══ RECORD EXTRACTS

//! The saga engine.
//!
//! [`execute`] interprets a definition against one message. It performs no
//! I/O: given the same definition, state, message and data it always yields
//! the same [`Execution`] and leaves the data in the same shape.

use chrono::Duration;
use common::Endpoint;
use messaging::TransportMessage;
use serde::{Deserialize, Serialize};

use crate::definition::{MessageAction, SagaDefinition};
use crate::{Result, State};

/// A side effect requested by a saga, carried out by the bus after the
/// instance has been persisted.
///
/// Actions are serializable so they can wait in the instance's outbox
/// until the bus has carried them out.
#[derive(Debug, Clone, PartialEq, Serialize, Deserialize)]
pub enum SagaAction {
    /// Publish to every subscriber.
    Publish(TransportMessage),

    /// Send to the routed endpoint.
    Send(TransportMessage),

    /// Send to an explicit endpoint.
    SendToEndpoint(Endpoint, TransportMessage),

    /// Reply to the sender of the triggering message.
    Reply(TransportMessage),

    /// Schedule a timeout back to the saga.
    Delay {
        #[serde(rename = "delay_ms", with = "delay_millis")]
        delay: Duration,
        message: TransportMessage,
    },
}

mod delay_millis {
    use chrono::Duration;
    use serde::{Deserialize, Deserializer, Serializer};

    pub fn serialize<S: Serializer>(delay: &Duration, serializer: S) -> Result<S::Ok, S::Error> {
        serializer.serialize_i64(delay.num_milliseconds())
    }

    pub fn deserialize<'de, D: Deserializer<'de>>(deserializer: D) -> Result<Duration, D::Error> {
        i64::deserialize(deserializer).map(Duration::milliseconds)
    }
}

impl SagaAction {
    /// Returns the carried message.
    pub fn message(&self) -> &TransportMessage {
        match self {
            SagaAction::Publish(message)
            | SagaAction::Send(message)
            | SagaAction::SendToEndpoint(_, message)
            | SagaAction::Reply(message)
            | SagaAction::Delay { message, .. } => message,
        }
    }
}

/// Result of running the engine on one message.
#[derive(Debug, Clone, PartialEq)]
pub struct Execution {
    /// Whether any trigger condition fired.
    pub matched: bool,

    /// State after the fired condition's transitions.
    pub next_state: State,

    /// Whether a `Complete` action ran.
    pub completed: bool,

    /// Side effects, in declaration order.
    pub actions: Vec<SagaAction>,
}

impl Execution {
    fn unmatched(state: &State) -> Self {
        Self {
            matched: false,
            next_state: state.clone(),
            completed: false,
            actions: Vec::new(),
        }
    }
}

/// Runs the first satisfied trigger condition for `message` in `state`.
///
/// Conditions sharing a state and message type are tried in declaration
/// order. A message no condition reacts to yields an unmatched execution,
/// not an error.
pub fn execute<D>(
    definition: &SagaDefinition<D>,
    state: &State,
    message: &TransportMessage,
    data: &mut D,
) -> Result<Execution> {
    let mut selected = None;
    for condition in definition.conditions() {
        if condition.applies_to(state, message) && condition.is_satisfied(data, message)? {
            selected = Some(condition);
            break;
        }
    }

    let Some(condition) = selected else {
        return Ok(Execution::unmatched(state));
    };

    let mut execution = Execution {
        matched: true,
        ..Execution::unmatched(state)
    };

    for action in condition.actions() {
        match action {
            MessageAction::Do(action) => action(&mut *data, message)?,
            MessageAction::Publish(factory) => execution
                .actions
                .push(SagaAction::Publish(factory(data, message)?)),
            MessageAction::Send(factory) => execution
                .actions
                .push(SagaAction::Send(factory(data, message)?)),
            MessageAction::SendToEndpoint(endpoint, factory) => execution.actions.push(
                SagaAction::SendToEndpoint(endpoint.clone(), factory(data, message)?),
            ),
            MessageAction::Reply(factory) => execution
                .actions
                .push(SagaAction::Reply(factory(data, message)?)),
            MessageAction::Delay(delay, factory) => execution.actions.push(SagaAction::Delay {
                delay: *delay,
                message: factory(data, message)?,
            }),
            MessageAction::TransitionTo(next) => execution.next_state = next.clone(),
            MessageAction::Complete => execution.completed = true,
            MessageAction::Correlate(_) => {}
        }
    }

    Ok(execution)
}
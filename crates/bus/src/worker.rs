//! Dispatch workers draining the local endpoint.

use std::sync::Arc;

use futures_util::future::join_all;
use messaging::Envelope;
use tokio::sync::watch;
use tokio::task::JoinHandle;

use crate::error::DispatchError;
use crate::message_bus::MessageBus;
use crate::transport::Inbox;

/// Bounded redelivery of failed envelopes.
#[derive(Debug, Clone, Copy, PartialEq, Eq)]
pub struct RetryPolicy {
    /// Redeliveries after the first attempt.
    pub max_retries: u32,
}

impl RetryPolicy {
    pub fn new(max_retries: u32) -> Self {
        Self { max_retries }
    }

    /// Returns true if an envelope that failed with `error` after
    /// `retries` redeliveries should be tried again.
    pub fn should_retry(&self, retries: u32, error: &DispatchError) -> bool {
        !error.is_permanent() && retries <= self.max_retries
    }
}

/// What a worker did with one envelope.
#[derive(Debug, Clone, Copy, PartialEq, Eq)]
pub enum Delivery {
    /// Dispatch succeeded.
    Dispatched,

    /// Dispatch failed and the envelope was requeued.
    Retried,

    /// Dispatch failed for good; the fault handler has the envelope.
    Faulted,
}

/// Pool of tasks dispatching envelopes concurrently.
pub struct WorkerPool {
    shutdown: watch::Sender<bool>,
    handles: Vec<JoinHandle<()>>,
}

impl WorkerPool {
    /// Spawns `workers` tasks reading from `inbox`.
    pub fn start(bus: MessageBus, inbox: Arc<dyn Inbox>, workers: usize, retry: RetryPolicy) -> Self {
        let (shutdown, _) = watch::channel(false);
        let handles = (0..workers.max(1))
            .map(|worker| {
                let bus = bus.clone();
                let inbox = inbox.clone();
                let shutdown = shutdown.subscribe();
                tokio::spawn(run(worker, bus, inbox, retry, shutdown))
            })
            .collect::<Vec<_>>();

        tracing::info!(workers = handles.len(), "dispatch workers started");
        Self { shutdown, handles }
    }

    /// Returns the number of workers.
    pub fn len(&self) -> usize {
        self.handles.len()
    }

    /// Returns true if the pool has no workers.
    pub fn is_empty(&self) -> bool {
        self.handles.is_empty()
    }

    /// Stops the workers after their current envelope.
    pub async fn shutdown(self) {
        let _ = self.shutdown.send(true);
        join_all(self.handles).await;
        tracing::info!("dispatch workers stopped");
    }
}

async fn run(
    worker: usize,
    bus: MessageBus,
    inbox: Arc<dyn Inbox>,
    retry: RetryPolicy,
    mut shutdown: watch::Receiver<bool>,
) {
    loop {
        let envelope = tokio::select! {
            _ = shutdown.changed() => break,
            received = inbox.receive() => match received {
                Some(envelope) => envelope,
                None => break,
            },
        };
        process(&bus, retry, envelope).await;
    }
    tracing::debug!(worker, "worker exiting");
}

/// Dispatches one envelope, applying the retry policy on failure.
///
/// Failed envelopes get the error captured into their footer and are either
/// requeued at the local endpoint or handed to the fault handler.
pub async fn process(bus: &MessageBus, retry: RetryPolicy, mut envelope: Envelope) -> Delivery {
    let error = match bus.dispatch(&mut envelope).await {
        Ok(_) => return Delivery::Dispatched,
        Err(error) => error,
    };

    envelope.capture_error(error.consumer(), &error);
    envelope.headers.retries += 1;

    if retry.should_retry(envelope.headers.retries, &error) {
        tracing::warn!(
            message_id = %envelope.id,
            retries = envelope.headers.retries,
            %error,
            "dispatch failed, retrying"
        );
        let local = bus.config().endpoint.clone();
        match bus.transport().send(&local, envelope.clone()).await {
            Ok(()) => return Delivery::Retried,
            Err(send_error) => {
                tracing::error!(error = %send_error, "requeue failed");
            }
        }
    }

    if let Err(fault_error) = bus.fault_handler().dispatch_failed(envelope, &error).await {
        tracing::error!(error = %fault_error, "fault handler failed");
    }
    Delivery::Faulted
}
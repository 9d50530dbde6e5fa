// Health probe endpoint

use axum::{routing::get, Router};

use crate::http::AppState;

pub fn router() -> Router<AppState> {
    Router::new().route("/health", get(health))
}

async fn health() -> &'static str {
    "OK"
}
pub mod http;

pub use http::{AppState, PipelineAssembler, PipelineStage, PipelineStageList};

════
══ RECORD EXTRACTS

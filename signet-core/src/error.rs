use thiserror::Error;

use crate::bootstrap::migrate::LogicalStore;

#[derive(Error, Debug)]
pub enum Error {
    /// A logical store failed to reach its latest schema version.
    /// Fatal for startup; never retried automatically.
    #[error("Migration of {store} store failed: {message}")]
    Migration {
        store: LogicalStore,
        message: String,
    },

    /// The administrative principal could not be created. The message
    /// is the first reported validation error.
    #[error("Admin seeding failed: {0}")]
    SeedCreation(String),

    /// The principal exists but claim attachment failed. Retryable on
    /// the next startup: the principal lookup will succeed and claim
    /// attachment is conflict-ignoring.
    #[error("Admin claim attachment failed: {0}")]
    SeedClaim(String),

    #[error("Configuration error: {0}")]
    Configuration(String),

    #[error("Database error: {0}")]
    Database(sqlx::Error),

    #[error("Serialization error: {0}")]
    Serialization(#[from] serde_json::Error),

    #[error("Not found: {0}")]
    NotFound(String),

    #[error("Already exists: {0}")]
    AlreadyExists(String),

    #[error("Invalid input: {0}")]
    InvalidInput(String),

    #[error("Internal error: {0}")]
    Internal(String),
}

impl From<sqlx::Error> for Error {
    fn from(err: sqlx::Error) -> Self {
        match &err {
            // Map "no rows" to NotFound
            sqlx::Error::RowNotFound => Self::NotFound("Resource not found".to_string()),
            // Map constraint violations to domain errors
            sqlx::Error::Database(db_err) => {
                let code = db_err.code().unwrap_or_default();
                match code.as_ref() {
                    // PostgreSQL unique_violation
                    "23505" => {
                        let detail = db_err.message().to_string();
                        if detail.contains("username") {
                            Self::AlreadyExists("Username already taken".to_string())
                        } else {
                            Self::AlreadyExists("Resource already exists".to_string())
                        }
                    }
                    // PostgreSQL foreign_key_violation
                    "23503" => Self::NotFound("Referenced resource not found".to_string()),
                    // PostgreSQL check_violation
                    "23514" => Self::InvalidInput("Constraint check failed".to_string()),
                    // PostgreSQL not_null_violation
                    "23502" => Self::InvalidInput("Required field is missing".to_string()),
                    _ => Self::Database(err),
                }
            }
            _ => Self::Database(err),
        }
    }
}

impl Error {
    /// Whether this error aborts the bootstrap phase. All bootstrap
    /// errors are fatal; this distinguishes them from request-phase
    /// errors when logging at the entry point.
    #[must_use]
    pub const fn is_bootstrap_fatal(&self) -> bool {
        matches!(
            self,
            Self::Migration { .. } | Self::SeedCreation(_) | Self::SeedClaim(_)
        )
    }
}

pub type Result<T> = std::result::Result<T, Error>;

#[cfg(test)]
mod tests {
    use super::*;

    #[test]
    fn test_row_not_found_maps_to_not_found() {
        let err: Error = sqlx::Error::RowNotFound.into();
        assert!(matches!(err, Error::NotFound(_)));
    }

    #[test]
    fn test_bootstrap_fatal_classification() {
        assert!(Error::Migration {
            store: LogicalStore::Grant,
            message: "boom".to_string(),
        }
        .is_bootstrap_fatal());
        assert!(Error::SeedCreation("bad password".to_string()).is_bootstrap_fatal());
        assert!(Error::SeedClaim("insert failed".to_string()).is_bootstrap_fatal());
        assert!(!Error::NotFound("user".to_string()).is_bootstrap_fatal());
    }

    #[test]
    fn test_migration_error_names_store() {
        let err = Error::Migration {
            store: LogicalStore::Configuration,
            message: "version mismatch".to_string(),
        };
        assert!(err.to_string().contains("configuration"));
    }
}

════
══ RECORD EXTRACTS

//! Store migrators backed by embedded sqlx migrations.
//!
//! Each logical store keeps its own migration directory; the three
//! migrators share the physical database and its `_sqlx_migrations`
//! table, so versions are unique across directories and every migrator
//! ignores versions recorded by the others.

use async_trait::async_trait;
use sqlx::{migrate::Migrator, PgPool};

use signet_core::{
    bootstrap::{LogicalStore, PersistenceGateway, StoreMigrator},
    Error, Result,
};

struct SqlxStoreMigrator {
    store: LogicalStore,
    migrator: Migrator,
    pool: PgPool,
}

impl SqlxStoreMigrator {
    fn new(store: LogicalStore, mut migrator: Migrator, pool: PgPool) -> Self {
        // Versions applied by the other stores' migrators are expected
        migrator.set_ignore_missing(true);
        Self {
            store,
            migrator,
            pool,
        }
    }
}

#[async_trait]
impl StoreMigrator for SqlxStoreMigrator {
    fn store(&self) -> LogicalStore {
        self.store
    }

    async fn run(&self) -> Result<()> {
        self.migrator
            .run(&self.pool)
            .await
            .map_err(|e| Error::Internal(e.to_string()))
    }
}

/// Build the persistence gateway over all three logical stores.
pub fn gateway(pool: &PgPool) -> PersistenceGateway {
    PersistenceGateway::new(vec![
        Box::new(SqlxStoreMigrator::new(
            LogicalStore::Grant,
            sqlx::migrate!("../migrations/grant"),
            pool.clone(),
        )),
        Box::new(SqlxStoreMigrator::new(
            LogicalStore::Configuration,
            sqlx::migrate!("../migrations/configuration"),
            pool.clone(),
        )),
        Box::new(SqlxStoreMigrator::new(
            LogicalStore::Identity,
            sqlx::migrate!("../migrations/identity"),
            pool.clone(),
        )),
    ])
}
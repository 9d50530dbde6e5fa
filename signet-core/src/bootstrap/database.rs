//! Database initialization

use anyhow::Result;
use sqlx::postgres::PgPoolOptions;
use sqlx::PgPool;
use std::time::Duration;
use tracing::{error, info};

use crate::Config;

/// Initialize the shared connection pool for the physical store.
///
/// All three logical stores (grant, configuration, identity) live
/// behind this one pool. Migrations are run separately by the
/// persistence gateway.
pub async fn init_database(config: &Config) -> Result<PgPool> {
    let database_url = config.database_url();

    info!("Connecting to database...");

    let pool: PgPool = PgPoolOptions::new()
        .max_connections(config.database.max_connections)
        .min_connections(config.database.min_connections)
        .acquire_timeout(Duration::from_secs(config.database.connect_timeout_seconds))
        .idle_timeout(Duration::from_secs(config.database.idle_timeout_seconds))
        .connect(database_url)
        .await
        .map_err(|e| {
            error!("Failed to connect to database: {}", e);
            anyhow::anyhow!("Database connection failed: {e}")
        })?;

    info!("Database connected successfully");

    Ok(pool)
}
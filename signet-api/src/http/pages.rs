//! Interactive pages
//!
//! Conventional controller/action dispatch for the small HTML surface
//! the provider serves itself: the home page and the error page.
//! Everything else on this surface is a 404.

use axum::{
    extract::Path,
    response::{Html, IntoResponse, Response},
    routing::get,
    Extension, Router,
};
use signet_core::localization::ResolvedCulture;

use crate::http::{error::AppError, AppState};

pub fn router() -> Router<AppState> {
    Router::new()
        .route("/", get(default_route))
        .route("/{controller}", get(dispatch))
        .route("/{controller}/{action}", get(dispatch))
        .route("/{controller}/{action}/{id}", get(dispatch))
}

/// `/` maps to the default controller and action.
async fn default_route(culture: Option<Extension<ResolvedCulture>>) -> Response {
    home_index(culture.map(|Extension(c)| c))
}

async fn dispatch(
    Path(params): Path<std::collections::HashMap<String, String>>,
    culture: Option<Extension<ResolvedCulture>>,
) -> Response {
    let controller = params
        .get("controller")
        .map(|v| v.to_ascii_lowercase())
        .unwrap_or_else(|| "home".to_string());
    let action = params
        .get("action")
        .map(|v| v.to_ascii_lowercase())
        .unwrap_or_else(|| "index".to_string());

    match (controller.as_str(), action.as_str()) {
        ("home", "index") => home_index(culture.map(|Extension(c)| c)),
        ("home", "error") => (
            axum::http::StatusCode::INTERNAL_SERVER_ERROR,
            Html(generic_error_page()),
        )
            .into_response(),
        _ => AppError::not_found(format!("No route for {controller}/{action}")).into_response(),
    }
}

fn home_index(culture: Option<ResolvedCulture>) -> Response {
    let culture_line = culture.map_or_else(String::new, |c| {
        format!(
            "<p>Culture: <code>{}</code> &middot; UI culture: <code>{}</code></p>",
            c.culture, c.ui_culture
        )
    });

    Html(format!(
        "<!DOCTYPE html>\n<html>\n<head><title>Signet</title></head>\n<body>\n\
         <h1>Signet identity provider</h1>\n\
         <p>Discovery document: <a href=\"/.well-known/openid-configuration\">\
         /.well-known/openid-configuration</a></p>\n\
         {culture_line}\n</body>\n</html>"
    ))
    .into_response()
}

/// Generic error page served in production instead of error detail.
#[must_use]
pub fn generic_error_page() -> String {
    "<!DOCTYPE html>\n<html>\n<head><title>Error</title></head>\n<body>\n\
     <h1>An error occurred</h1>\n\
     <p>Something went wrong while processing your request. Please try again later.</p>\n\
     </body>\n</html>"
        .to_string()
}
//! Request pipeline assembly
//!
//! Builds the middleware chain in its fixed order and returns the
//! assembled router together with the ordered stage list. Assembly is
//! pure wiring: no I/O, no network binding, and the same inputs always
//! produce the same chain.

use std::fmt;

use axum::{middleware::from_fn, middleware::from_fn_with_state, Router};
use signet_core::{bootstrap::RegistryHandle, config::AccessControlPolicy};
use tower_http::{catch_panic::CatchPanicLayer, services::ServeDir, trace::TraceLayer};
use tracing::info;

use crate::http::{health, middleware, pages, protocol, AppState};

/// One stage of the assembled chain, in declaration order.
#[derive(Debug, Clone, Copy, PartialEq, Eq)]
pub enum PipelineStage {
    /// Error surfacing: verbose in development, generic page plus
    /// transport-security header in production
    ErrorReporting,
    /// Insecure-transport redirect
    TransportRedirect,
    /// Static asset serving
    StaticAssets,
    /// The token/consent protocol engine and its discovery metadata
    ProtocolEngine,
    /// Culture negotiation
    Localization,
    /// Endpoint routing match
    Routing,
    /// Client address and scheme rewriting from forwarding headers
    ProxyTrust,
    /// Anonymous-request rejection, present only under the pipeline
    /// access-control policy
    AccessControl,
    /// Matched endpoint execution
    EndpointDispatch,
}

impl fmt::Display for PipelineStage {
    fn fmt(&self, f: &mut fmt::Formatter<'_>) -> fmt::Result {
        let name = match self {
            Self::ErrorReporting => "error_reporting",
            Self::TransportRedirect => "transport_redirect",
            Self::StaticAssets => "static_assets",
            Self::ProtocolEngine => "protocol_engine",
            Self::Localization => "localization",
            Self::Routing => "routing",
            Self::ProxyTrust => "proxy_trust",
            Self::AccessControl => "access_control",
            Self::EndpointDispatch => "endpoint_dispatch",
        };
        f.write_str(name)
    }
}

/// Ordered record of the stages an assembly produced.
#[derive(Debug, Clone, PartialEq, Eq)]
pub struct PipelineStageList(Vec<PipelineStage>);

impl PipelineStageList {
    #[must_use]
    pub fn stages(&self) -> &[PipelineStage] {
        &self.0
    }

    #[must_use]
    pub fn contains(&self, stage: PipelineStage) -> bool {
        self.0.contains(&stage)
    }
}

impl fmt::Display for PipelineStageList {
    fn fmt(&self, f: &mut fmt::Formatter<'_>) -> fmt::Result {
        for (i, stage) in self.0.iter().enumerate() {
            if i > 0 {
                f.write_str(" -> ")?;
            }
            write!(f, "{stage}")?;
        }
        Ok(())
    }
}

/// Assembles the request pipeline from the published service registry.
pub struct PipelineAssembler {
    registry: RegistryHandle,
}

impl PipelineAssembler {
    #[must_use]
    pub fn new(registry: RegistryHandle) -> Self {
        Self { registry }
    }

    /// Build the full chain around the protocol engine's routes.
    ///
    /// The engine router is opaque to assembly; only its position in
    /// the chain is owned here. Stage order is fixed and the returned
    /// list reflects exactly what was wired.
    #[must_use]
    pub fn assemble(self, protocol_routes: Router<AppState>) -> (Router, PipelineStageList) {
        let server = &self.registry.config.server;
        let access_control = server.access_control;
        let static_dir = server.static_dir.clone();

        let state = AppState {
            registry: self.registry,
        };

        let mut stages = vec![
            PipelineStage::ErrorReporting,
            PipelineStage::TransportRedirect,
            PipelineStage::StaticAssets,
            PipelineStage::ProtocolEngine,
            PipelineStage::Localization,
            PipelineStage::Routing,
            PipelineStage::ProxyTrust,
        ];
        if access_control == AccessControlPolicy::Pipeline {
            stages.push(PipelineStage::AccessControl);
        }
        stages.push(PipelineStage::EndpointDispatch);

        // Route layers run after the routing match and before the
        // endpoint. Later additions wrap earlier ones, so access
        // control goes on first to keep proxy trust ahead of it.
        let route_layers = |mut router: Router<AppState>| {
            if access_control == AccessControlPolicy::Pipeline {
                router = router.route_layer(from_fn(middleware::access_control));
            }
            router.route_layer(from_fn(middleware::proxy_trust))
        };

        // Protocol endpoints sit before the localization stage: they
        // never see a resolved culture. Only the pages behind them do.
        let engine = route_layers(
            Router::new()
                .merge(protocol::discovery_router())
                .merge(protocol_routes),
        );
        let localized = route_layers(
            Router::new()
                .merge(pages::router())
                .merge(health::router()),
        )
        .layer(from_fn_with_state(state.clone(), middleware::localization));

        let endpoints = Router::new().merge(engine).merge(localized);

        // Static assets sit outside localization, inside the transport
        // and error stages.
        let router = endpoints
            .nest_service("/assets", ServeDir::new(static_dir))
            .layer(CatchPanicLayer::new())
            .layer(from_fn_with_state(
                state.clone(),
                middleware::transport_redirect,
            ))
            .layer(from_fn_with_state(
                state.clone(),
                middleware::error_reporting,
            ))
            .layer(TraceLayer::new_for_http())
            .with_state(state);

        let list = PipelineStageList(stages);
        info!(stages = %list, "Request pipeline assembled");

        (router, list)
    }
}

════

● **THE TASK**: How many of the lines in the records above include the word "Display"? State that number alone.

● **EXPECTED OUTPUT**: 2